Although upregulation of ryanodine receptor (RyR)-1 and -2 is mediated through the activation of dopamine D1 receptors (D1DRs) in the development of psychostimulant-induced place preference, little is known about how such increased expressions of RyRs are negatively regulated. This study investigated negative regulatory mechanisms of increase of RyR-1 and -2 expression by D1DR stimulation with its full agonist, SKF82958 or A 68930, using cultures of mouse cerebral cortical neurons. Sustained exposure to SKF82958 or A 68930 of the neurons increased RyR-1 and -2 proteins in a dose- and time-dependentmanner. The SKF82958-induced increases of RyR-1 and -2 proteins were significantly suppressed by SCH23390 (a selective D1DR antagonist).
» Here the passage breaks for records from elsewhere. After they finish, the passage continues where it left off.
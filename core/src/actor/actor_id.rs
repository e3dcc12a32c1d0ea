use std::borrow::Borrow;
use std::fmt::{Display, Formatter};

use serde::{Deserialize, Serialize};

use crate::actor::actor_error::RegistryError;

/// Target id that fans a send out to every other registered actor.
pub const BROADCAST: &str = "all";

/// Name of a registered actor.
///
/// Never empty and never equal to [`BROADCAST`].
#[derive(Debug, Clone, PartialEq, Eq, Hash, PartialOrd, Ord, Serialize, Deserialize)]
#[serde(try_from = "String", into = "String")]
pub struct ActorId(String);

impl ActorId {
  pub fn new(id: impl Into<String>) -> Result<Self, RegistryError> {
    let id = id.into();
    if id.is_empty() {
      return Err(RegistryError::EmptyId);
    }
    if id == BROADCAST {
      return Err(RegistryError::ReservedId(id));
    }
    Ok(Self(id))
  }

  pub fn as_str(&self) -> &str {
    &self.0
  }
}

impl TryFrom<String> for ActorId {
  type Error = RegistryError;

  fn try_from(value: String) -> Result<Self, Self::Error> {
    Self::new(value)
  }
}

impl TryFrom<&str> for ActorId {
  type Error = RegistryError;

  fn try_from(value: &str) -> Result<Self, Self::Error> {
    Self::new(value)
  }
}

impl From<ActorId> for String {
  fn from(value: ActorId) -> Self {
    value.0
  }
}

impl AsRef<str> for ActorId {
  fn as_ref(&self) -> &str {
    &self.0
  }
}

impl Borrow<str> for ActorId {
  fn borrow(&self) -> &str {
    &self.0
  }
}

impl Display for ActorId {
  fn fmt(&self, f: &mut Formatter<'_>) -> std::fmt::Result {
    write!(f, "{}", self.0)
  }
}

#[cfg(test)]
mod tests {
  use super::*;

  #[test]
  fn test_new_accepts_plain_id() {
    let id = ActorId::new("1").unwrap();
    assert_eq!(id.as_str(), "1");
    assert_eq!(id.to_string(), "1");
  }

  #[test]
  fn test_new_rejects_broadcast_target() {
    assert_eq!(ActorId::new(BROADCAST), Err(RegistryError::ReservedId("all".to_string())));
  }

  #[test]
  fn test_new_rejects_empty() {
    assert_eq!(ActorId::new(""), Err(RegistryError::EmptyId));
  }

  #[test]
  fn test_serde_validates_on_deserialize() {
    let id = ActorId::new("worker").unwrap();
    let json = serde_json::to_string(&id).unwrap();
    assert_eq!(json, "\"worker\"");
    assert_eq!(serde_json::from_str::<ActorId>(&json).unwrap(), id);
    assert!(serde_json::from_str::<ActorId>("\"all\"").is_err());
  }
}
In addition, the SKF82958- or A 68930-induced increases of RyR-1 and -2 proteins were completely abolished by baclofen (a selective γ-aminobutyric acid type B [GABA B] receptor agonist), whereas muscimol (an agonist specific to GABA A receptors) had no effect. SKF82958 or A 68930 significantly increased intracellular cAMP level, which was completely suppressed by baclofen. Furthermore, sustained exposure to phorbol 12,13-dibutyrate, a protein kinase C activator, did not change the expression of RyR-1 or -2 proteins. Immunohistochemical study showed colocalizaton of immunoreactivities for three types of proteins, D1DRs and GABA B receptor R1 and R2 subunits in the same neuronal bodies, suggesting that the neurochemical changes induced by the activation of D1DRs and GABA B receptors occur in the same neurons. These results indicate that RyR-1 and -2 expression facilitated by D1DR stimulation are negatively regulated by GABA B receptor via suppression of cAMP production.